Что же еще придумать, чтобы опять разогреть котлы?
Отряды, вошедшие в село, негласно соревновались между собой. Игра называлась: «Кто первым отыщет Егеева». Но пока победителя не было.
Проверить все дома они так и не успели. Впрочем, с самого начала нужно было готовиться к такому результату, и все же они надеялись на лучший исход, что к вечеру вернутся в казармы, хоть и без ног, а может, на всех четырех, но с ощущением, что все закончилось и завтра можно отдохнуть немного, а теперь ноги действительно отваливались, но ближайшую ночь им придется провести в этом селе. Возвращаться на исходные позиции смысла не было. Того и гляди, завтра придется повторно зачищать дома, которые накануне они уже проверили.
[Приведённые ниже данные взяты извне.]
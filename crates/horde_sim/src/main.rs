//! Horde headless simulator
//!
//! Runs a scenario (waves of agents hunting a player who shoots back) over
//! the reference grid navmesh and prints a summary.
//!
//! Run with: cargo run -p horde_sim -- [scenario.toml]
//!
//! Without an argument the bundled `scenarios/default.toml` is used when
//! present, otherwise the built-in default scenario. Set `RUST_LOG=debug`
//! to follow every agent's state changes.

mod scenario;
mod world;

use scenario::Scenario;
use std::path::Path;
use world::Simulation;

const DEFAULT_SCENARIO: &str = "crates/horde_sim/scenarios/default.toml";

fn main() {
    env_logger::Builder::from_env(env_logger::Env::default().default_filter_or("info")).init();

    let scenario = match load_scenario() {
        Ok(scenario) => scenario,
        Err(e) => {
            log::error!("{}", e);
            std::process::exit(1);
        }
    };
    scenario.print_summary();

    let mut sim = match Simulation::new(scenario) {
        Ok(sim) => sim,
        Err(e) => {
            log::error!("Failed to set up simulation: {}", e);
            std::process::exit(1);
        }
    };

    let summary = sim.run();
    log::info!(
        "Stopped after {} frames in wave {} with {} agents left, player at {:.0} health",
        sim.clock().frame(),
        sim.spawner().current_wave(),
        sim.roster().len(),
        sim.player().read().health.health().current()
    );
    println!();
    println!("{}", summary);
}

/// Scenario from the first non-flag argument, the bundled file, or defaults
fn load_scenario() -> scenario::Result<Scenario> {
    let arg = std::env::args().skip(1).find(|arg| !arg.starts_with("--"));
    match arg {
        Some(path) => Scenario::load(path),
        None if Path::new(DEFAULT_SCENARIO).exists() => Scenario::load(DEFAULT_SCENARIO),
        None => {
            log::info!("No scenario given, using built-in defaults");
            Ok(Scenario::default())
        }
    }
}
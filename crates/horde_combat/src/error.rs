//! Error types for the combat system

use thiserror::Error;

/// Reasons a weapon refuses to fire or reload
#[derive(Debug, Clone, PartialEq, Error)]
pub enum WeaponError {
    /// Fire rate cooldown still running
    #[error("Weapon cooling down for {remaining:.2}s")]
    Cooldown { remaining: f32 },

    /// A reload is in progress
    #[error("Weapon is reloading")]
    Reloading,

    /// Magazine is empty
    #[error("Out of ammo")]
    OutOfAmmo,

    /// Reload requested with a full magazine
    #[error("Magazine already full")]
    MagazineFull,
}

/// Result type for weapon operations
pub type Result<T> = std::result::Result<T, WeaponError>;
//! Shared error types for cellcodec.
//!
//! All codec failures are surfaced through a single [`CodecError`] taxonomy.
//! Errors are raised synchronously, never retried, and every message names
//! the type variant and the property (or offending literal) involved.

use thiserror::Error;

/// Error type for all codec operations.
#[derive(Debug, Error)]
pub enum CodecError {
    /// Value's primitive category does not match the expected set.
    #[error("{type_name} '{property}': expected {expected}, got {actual}")]
    TypeMismatch {
        type_name: &'static str,
        property: String,
        expected: String,
        actual: String,
    },

    /// Structural check failed (slug or UUID shape, non-integer where an
    /// integer is required, out-of-range value, wrong key length).
    ///
    /// `property` carries the property name when raised by a type
    /// descriptor, or the rejected literal when raised by a standalone
    /// parser.
    #[error("{type_name} '{property}': {message}")]
    FormatInvalid {
        type_name: &'static str,
        property: String,
        message: String,
    },

    /// JSON-Schema validation failed; carries the validator's error list
    /// and the offending value.
    #[error("schema '{property}': value does not match schema: {}", .errors.join("; "))]
    SchemaInvalid {
        property: String,
        errors: Vec<String>,
        value: serde_json::Value,
    },

    /// Payload exceeds the per-property size ceiling.
    #[error("{type_name} '{property}': payload of {size} bytes exceeds limit of {limit} bytes")]
    SizeExceeded {
        type_name: &'static str,
        property: String,
        size: usize,
        limit: usize,
    },

    /// Operation invoked on a type that does not support it.
    #[error("{type_name} '{property}' does not support {operation}")]
    NotComparable {
        type_name: &'static str,
        property: String,
        operation: &'static str,
    },

    /// Base operation with no meaningful implementation for this type.
    #[error("{type_name} does not implement {operation}")]
    NotImplemented {
        type_name: &'static str,
        operation: &'static str,
    },

    /// Corrupted envelope encountered on deserialize (missing chunk count,
    /// malformed base64, truncated ciphertext, padding failure).
    #[error("{type_name} '{property}': {message}")]
    DecodeFailure {
        type_name: &'static str,
        property: String,
        message: String,
    },
}

/// Result type alias using [`CodecError`].
pub type Result<T> = std::result::Result<T, CodecError>;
Но, может, химики обстреляют село повторно? Тогда есть смысл уйти отсюда на время этих успокоительных процедур.
Они надели инфракрасные очки. Стали кошками, которые могут видеть в темноте.
Кондратьев остановился, замер. Какие-то тени промелькнули впереди отряда и растворились в темноте, точно это души мертвых, которым до живых не было никакого дела. Он прислушался. По селу гулял ветер. Ночь — это его время, и никому отдавать его он не собирался. Похолодало. У егерей начинало сводить челюсти, зубы клацали, как у голодных, замерзших зверей. Днем они наспех перекусили консервами и галетами. Давились едой. Как удавы судорожно заглатывали большие, плохо прожеванные куски пищи. Пусть желудок разделается с ними. Может, этим он будет занят подольше. Они закидали желудок галетами, кусками рыбы и мяса, все равно, что укрепленную огневую точку гранатами.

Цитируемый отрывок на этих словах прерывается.